(no subject)

Nov 18, 2004 23:01

following suit...
(A) First, recommend to me:
1. a movie:
2. a book:
3. a musical artist, song, or album:

(B) I want everyone who reads this to ask me three questions, no more, no less. Ask me anything you want and I'll answer.
1.
2.
3.

(C) Then I want you to go to your journal, copy and paste this allowing your friends to ask you anything.

----
today, i was feeling BLAH! in the morning. but my mood did pick up when two very interesting characters.. names mike and patrick began singing "don't worry, be happy" as i complained about going to work. *hugs* you guys rock!

the nurse lady messed up my arm. boo! big bruise on my right arm. but it looks cool, in that odd way.
dr. heirlihy says that after my ext appointment i wont have to see her as often anymore. i'll just go every year or two and take my meds every day. whoop! no more needles.. ok, LESS needles.

yet again, all i really need is a hug. and not because i'm sad. just because they feel nice.

as i was making my way to work today. i saw a couple on the bus. they were very cute and seemed good together and the girl said something and the boy responded and then the girl got angry and got off the bus. he followed her. got off the bus (where i got off the bus) and they talked a bit and then landed in each other's arms. i looked at them and felt good knowing one more couple in this world made it past another argument. making their relationship last a little longer. *sigh*

"last week i had the strangest dream, where everything was exactly like it seemed"

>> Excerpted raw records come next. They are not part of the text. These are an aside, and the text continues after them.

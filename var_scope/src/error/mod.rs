//! Error types produced by the mutation log and variable scope.

mod aggregate;
mod constructors;
mod conversions;
mod types;

pub use aggregate::AggregatedErrors;
pub use types::VarError;

#[cfg(test)]
mod tests;
//! Extensions for surfacing `VarResult` errors inside `figment` code.
//!
//! Code running in a `figment::Jail` must return `figment::Error`; these
//! helpers map the crate's `Arc<VarError>` into it so `?` keeps working.
//!
//! # Examples
//!
//! ```
//! use serde_json::json;
//! use var_scope::{MutationLog, ResultIntoFigment};
//!
//! figment::Jail::expect_with(|_| {
//!     let log = MutationLog::from_json(&json!({"sequence": [[1, "a", 1]]})).to_figment()?;
//!     assert_eq!(log.count(), 1);
//!     Ok(())
//! });
//! ```

use crate::VarError;
use std::sync::Arc;

/// Convert shared errors into `figment::Error` for code running inside a
/// `figment::Jail`.
pub trait IntoFigmentError {
    /// Convert into a `figment::Error`, preserving the message text.
    fn into_figment(self) -> figment::Error;
}

impl IntoFigmentError for Arc<VarError> {
    fn into_figment(self) -> figment::Error {
        figment::Error::from(self.to_string())
    }
}

/// Extension to convert `Result<T, Arc<VarError>>` into `Result<T, figment::Error>`.
#[expect(
    clippy::result_large_err,
    reason = "figment::Error is large; this helper is test-facing only"
)]
pub trait ResultIntoFigment<T> {
    /// Map the `Arc<VarError>` error into a `figment::Error` using
    /// [`IntoFigmentError`].
    ///
    /// # Errors
    ///
    /// Returns a `figment::Error` containing the original message.
    fn to_figment(self) -> Result<T, figment::Error>;
}

impl<T> ResultIntoFigment<T> for Result<T, Arc<VarError>> {
    fn to_figment(self) -> Result<T, figment::Error> {
        self.map_err(IntoFigmentError::into_figment)
    }
}
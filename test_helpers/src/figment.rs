//! Shared helpers for working with `figment::Jail` in tests.
//!
//! Seeding a variable scope from the environment or a TOML file needs an
//! isolated process environment. These helpers run setup and assertions
//! inside a jail and surface the closure's value as an `anyhow::Result`.

use anyhow::{Result, anyhow};

/// Executes `f` inside a [`figment::Jail`], returning the closure's output.
///
/// The jail is torn down automatically once the closure completes, even when
/// the closure returns an error.
///
/// # Errors
///
/// Returns an error if the jail initialisation fails or the closure returns a
/// [`figment::error::Error`].
pub fn with_jail<F, T>(f: F) -> Result<T>
where
    F: FnOnce(&mut figment::Jail) -> figment::error::Result<T>,
{
    let mut output = None;
    figment::Jail::try_with(|j| {
        output = Some(f(j)?);
        Ok(())
    })
    .map_err(|err| anyhow!(err.to_string()))?;
    output.ok_or_else(|| anyhow!("jail closure did not return a value"))
}
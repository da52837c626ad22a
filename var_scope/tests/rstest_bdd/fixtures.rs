//! Shared fixtures for the behavioural scenarios.

use std::sync::Arc;

use rstest::fixture;
use rstest_bdd::Slot;
use rstest_bdd_macros::ScenarioState;
use serde_json::Value;
use var_scope::{MutationLog, VarError};

/// State shared by the mutation log steps.
#[derive(Debug, Default, ScenarioState)]
pub struct LogContext {
    /// Log under test.
    pub log: Slot<MutationLog>,
    /// Error returned by the most recent failing step.
    pub error: Slot<Arc<VarError>>,
}

/// State shared by the substitution steps.
#[derive(Debug, Default, ScenarioState)]
pub struct TemplateContext {
    /// One single-key provider per `Given`, in priority order.
    pub providers: Slot<Vec<Value>>,
    /// Resolved text.
    pub result: Slot<String>,
    /// Replacements made while resolving.
    pub replacements: Slot<usize>,
}

/// Creates a clean mutation log context.
#[fixture]
pub fn log_context() -> LogContext {
    LogContext::default()
}

/// Creates a clean substitution context.
#[fixture]
pub fn template_context() -> TemplateContext {
    TemplateContext::default()
}
//! Lookup sources consulted by the [`super::Substitutor`].

use serde_json::Value;

use crate::store::VariableStore;

/// Source the substitutor can query for a token's value.
///
/// Presence, not truthiness, decides a lookup: a provider that [`has`] a key
/// wins even when its value is `null`, `false` or empty.
///
/// [`has`]: Provider::has
pub trait Provider {
    /// Whether the provider knows `key`.
    fn has(&self, key: &str) -> bool;

    /// Value for `key`. Generator-backed providers produce a fresh value on
    /// every call.
    fn get(&self, key: &str) -> Option<Value>;
}

impl<T: VariableStore + ?Sized> Provider for T {
    fn has(&self, key: &str) -> bool {
        VariableStore::has(self, key)
    }

    fn get(&self, key: &str) -> Option<Value> {
        VariableStore::get(self, key)
    }
}

/// A JSON object acts as a plain key/value provider; other values provide
/// nothing.
impl Provider for Value {
    fn has(&self, key: &str) -> bool {
        self.as_object().is_some_and(|map| map.contains_key(key))
    }

    fn get(&self, key: &str) -> Option<Value> {
        self.as_object().and_then(|map| map.get(key)).cloned()
    }
}
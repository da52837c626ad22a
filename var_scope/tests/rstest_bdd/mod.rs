//! `rstest-bdd` behavioural suite for `var_scope`.
//!
//! [`fixtures`] holds the per-scenario state, [`steps`] the step
//! implementations, and [`scenarios`] binds the `.feature` files under
//! `tests/features` to them.

mod fixtures;
mod scenarios;
mod steps;
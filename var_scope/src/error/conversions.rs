//! Trait-based conversions between external error types and `VarError`.

use figment::Error as FigmentError;

use super::VarError;

impl From<FigmentError> for VarError {
    fn from(e: FigmentError) -> Self {
        Self::Gathering(e.into())
    }
}

impl From<VarError> for FigmentError {
    /// Allow using `?` in tests that run inside a `figment::Jail`.
    fn from(e: VarError) -> Self {
        match e {
            VarError::Gathering(fe) => *fe,
            other => Self::from(other.to_string()),
        }
    }
}
//! Figment interop for variable scopes.
//!
//! Scopes can be seeded from any figment provider stack (environment
//! variables, TOML files, serialized defaults) and can themselves be merged
//! into a figment configuration as a provider.

use std::collections::BTreeMap;

use figment::providers::Serialized;
use figment::value::{Dict, Map};
use figment::{Figment, Metadata, Profile};
use serde_json::Value;

use crate::store::VariableScope;
use crate::{VarError, VarResult};

impl VariableScope {
    /// Build an untracked scope from the top-level keys `figment` extracts.
    ///
    /// # Errors
    ///
    /// Returns [`VarError::Gathering`] when the figment cannot be extracted
    /// into a key/value map.
    ///
    /// # Examples
    ///
    /// ```
    /// use figment::{Figment, providers::Serialized};
    /// use serde_json::json;
    /// use var_scope::{VariableScope, VariableStore};
    ///
    /// let figment = Figment::from(Serialized::defaults(json!({"host": "localhost"})));
    /// let scope = VariableScope::from_figment(&figment)?;
    /// assert_eq!(scope.get("host"), Some(json!("localhost")));
    /// # Ok::<_, std::sync::Arc<var_scope::VarError>>(())
    /// ```
    pub fn from_figment(figment: &Figment) -> VarResult<Self> {
        let values: BTreeMap<String, Value> =
            figment.extract().map_err(VarError::gathering_arc)?;
        tracing::debug!(variables = values.len(), "loaded variable scope from figment");
        Ok(Self::from_values(values))
    }
}

impl figment::Provider for VariableScope {
    fn metadata(&self) -> Metadata {
        Metadata::named("variable scope")
    }

    fn data(&self) -> Result<Map<Profile, Dict>, figment::Error> {
        Serialized::defaults(self.values()).data()
    }
}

there's so much i want to say. but for some odd reason this seems like the wrong place to say it/write it today.
hrm
hrm indeed.
i suppose i will just wait and see.
if i ever want to write what i think/feel here.
or even say it outloud to anyone.
---
questions are always on the tip of everyone's tongue.
many left unanswered.
many await answers.
many answers will be left undesired.
many questions could lead to more.
many questions won't even be asked.ever.
what are we afraid of? honestly, what is the question on the tip of your tongue you want answers to but are afraid to ask? is it asking that scares you? or the answer?
did it ever occur to anyone that there's always the happy answer. there is always the chance that you will get the answer you want.
wait. do you even know what it is you want (to hear)?
and once you ask the question, do you know what you will do with the answer?
where will you go from there?
what will you do?
will anything really change?
maybe we're afraid of change. good or bad.
----
it's expectations that will kill us all.
people expect others will be a certain way.
and when they are not
they get thrown off.
we are human. we have layers
the hard thing is finding/exposing them all.
especially to one person.
THAT one person.
you know which one i am speaking of.
---
has anyone noticed that sometimes it seems that being sad takes less effort than being happy?
oi oi oi oi oi.
i have history and i'm lazy.
d-o-o-m-e-d
haha ok not really. there's gotta be something to save me.